BRIEF:
Without adding or dropping anything, copy the entries below.

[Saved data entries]
//! CargoTrack API Library
//!
//! Shipment tracking service: tracking items with an append-only status
//! history, a customer portal, and an administrative audit trail.
#![forbid(unsafe_code)]
#![deny(rust_2018_idioms)]
#![allow(elided_lifetimes_in_paths)]
#![warn(clippy::all, clippy::perf, clippy::dbg_macro)]

pub mod auth;
pub mod config;
pub mod db;
pub mod entities;
pub mod errors;
pub mod events;
pub mod handlers;
pub mod migrator;
pub mod openapi;
pub mod services;

use axum::{
    extract::State,
    response::Json,
    routing::{get, put},
    Router,
};
use sea_orm::DatabaseConnection;
use serde::Serialize;
use serde_json::{json, Value};
use std::sync::Arc;
use std::time::Duration;
use tower_http::trace::TraceLayer;
use utoipa::ToSchema;

// App state definition
#[derive(Clone)]
pub struct AppState {
    pub db: Arc<DatabaseConnection>,
    pub config: config::AppConfig,
    pub event_sender: events::EventSender,
    pub auth: Arc<auth::AuthService>,
    pub services: handlers::AppServices,
}

impl AppState {
    pub fn new(
        db: Arc<DatabaseConnection>,
        config: config::AppConfig,
        event_sender: events::EventSender,
    ) -> Self {
        let auth = Arc::new(auth::AuthService::new(auth::AuthConfig::new(
            config.jwt_secret.clone(),
            Duration::from_secs(config.jwt_expiration),
        )));
        let services = handlers::AppServices::new(db.clone(), event_sender.clone());

        Self {
            db,
            config,
            event_sender,
            auth,
            services,
        }
    }

    pub fn tracking_service(&self) -> Arc<services::tracking::TrackingService> {
        self.services.tracking.clone()
    }

    pub fn customer_service(&self) -> Arc<services::customers::CustomerService> {
        self.services.customers.clone()
    }

    pub fn activity_log_service(&self) -> Arc<services::activity_log::ActivityLogService> {
        self.services.activity_logs.clone()
    }
}

// Common response wrapper
#[derive(Debug, Serialize, ToSchema)]
pub struct ApiResponse<T> {
    pub success: bool,
    pub data: Option<T>,
    pub message: Option<String>,
    #[serde(skip_serializing_if = "Option::is_none")]
    pub errors: Option<Vec<String>>,
}

impl<T> ApiResponse<T> {
    pub fn success(data: T) -> Self {
        Self {
            success: true,
            data: Some(data),
            message: None,
            errors: None,
        }
    }

    pub fn error(message: String) -> Self {
        Self {
            success: false,
            data: None,
            message: Some(message),
            errors: None,
        }
    }
}

/// Standard API result type for JSON responses
pub type ApiResult<T> = Result<Json<ApiResponse<T>>, errors::ServiceError>;

pub fn api_v1_routes() -> Router<AppState> {
    Router::new()
        .route("/status", get(api_status))
        .route("/health", get(health_check))
        // Back-office tracking management
        .route(
            "/tracking",
            get(handlers::tracking::list_tracking_items)
                .post(handlers::tracking::create_tracking_item),
        )
        .route("/tracking/search", get(handlers::tracking::search_tracking_item))
        .route(
            "/tracking/:id",
            put(handlers::tracking::update_tracking_item)
                .delete(handlers::tracking::delete_tracking_item),
        )
        // Customer portal
        .route("/customer/tracking", get(handlers::tracking::my_tracking_items))
        .route(
            "/customer/tracking/:id/location",
            put(handlers::tracking::update_my_tracking_location),
        )
        // Directory and audit
        .route("/customers", get(handlers::customers::list_customers))
        .route("/activity-logs", get(handlers::activity_logs::list_activity_logs))
}

/// Full application router: versioned API, Swagger UI, and request telemetry.
pub fn app(state: AppState) -> Router {
    Router::new()
        .route("/", get(|| async { "cargotrack-api up" }))
        .nest("/api/v1", api_v1_routes())
        .merge(openapi::swagger_ui())
        .layer(TraceLayer::new_for_http())
        .layer(axum::middleware::from_fn(request_logging_middleware))
        .with_state(state)
}

async fn api_status() -> Result<Json<ApiResponse<Value>>, errors::ServiceError> {
    let status_data = json!({
        "status": "ok",
        "service": "cargotrack-api",
        "version": env!("CARGO_PKG_VERSION"),
        "timestamp": chrono::Utc::now().to_rfc3339(),
    });

    Ok(Json(ApiResponse::success(status_data)))
}

async fn health_check(
    State(state): State<AppState>,
) -> Result<Json<ApiResponse<Value>>, errors::ServiceError> {
    let db_status = match state.db.ping().await {
        Ok(_) => "healthy",
        Err(_) => "unhealthy",
    };

    let health_data = json!({
        "status": db_status,
        "checks": {
            "database": db_status,
        },
        "timestamp": chrono::Utc::now().to_rfc3339(),
    });

    Ok(Json(ApiResponse::success(health_data)))
}

// Request logging middleware
async fn request_logging_middleware(
    request: axum::http::Request<axum::body::Body>,
    next: axum::middleware::Next,
) -> axum::response::Response {
    let method = request.method().clone();
    let uri = request.uri().clone();
    let start = std::time::Instant::now();

    let response = next.run(request).await;

    tracing::info!(
        method = %method,
        uri = %uri,
        status = response.status().as_u16(),
        elapsed_ms = start.elapsed().as_millis() as u64,
        "request completed"
    );

    response
}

TASK RESULT:
//! CargoTrack API Library
//!
//! Shipment tracking service: tracking items with an append-only status
//! history, a customer portal, and an administrative audit trail.
#![forbid(unsafe_code)]
#![deny(rust_2018_idioms)]
#![allow(elided_lifetimes_in_paths)]
#![warn(clippy::all, clippy::perf, clippy::dbg_macro)]

pub mod auth;
pub mod config;
pub mod db;
pub mod entities;
pub mod errors;
pub mod events;
pub mod handlers;
pub mod migrator;
pub mod openapi;
pub mod services;

use axum::{
    extract::State,
    response::Json,
    routing::{get, put},
    Router,
};
use sea_orm::DatabaseConnection;
use serde::Serialize;
use serde_json::{json, Value};
use std::sync::Arc;
use std::time::Duration;
use tower_http::trace::TraceLayer;
use utoipa::ToSchema;

// App state definition
#[derive(Clone)]
pub struct AppState {
    pub db: Arc<DatabaseConnection>,
    pub config: config::AppConfig,
    pub event_sender: events::EventSender,
    pub auth: Arc<auth::AuthService>,
    pub services: handlers::AppServices,
}

impl AppState {
    pub fn new(
        db: Arc<DatabaseConnection>,
        config: config::AppConfig,
        event_sender: events::EventSender,
    ) -> Self {
        let auth = Arc::new(auth::AuthService::new(auth::AuthConfig::new(
            config.jwt_secret.clone(),
            Duration::from_secs(config.jwt_expiration),
        )));
        let services = handlers::AppServices::new(db.clone(), event_sender.clone());

        Self {
            db,
            config,
            event_sender,
            auth,
            services,
        }
    }

    pub fn tracking_service(&self) -> Arc<services::tracking::TrackingService> {
        self.services.tracking.clone()
    }

    pub fn customer_service(&self) -> Arc<services::customers::CustomerService> {
        self.services.customers.clone()
    }

    pub fn activity_log_service(&self) -> Arc<services::activity_log::ActivityLogService> {
        self.services.activity_logs.clone()
    }
}

// Common response wrapper
#[derive(Debug, Serialize, ToSchema)]
pub struct ApiResponse<T> {
    pub success: bool,
    pub data: Option<T>,
    pub message: Option<String>,
    #[serde(skip_serializing_if = "Option::is_none")]
    pub errors: Option<Vec<String>>,
}

impl<T> ApiResponse<T> {
    pub fn success(data: T) -> Self {
        Self {
            success: true,
            data: Some(data),
            message: None,
            errors: None,
        }
    }

    pub fn error(message: String) -> Self {
        Self {
            success: false,
            data: None,
            message: Some(message),
            errors: None,
        }
    }
}

/// Standard API result type for JSON responses
pub type ApiResult<T> = Result<Json<ApiResponse<T>>, errors::ServiceError>;

pub fn api_v1_routes() -> Router<AppState> {
    Router::new()
        .route("/status", get(api_status))
        .route("/health", get(health_check))
        // Back-office tracking management
        .route(
            "/tracking",
            get(handlers::tracking::list_tracking_items)
                .post(handlers::tracking::create_tracking_item),
        )
        .route("/tracking/search", get(handlers::tracking::search_tracking_item))
        .route(
            "/tracking/:id",
            put(handlers::tracking::update_tracking_item)
                .delete(handlers::tracking::delete_tracking_item),
        )
        // Customer portal
        .route("/customer/tracking", get(handlers::tracking::my_tracking_items))
        .route(
            "/customer/tracking/:id/location",
            put(handlers::tracking::update_my_tracking_location),
        )
        // Directory and audit
        .route("/customers", get(handlers::customers::list_customers))
        .route("/activity-logs", get(handlers::activity_logs::list_activity_logs))
}

/// Full application router: versioned API, Swagger UI, and request telemetry.
pub fn app(state: AppState) -> Router {
    Router::new()
        .route("/", get(|| async { "cargotrack-api up" }))
        .nest("/api/v1", api_v1_routes())
        .merge(openapi::swagger_ui())
        .layer(TraceLayer::new_for_http())
        .layer(axum::middleware::from_fn(request_logging_middleware))
        .with_state(state)
}

async fn api_status() -> Result<Json<ApiResponse<Value>>, errors::ServiceError> {
    let status_data = json!({
        "status": "ok",
        "service": "cargotrack-api",
        "version": env!("CARGO_PKG_VERSION"),
        "timestamp": chrono::Utc::now().to_rfc3339(),
    });

    Ok(Json(ApiResponse::success(status_data)))
}

async fn health_check(
    State(state): State<AppState>,
) -> Result<Json<ApiResponse<Value>>, errors::ServiceError> {
    let db_status = match state.db.ping().await {
        Ok(_) => "healthy",
        Err(_) => "unhealthy",
    };

    let health_data = json!({
        "status": db_status,
        "checks": {
            "database": db_status,
        },
        "timestamp": chrono::Utc::now().to_rfc3339(),
    });

    Ok(Json(ApiResponse::success(health_data)))
}

// Request logging middleware
async fn request_logging_middleware(
    request: axum::http::Request<axum::body::Body>,
    next: axum::middleware::Next,
) -> axum::response::Response {
    let method = request.method().clone();
    let uri = request.uri().clone();
    let start = std::time::Instant::now();

    let response = next.run(request).await;

    tracing::info!(
        method = %method,
        uri = %uri,
        status = response.status().as_u16(),
        elapsed_ms = start.elapsed().as_millis() as u64,
        "request completed"
    );

    response
}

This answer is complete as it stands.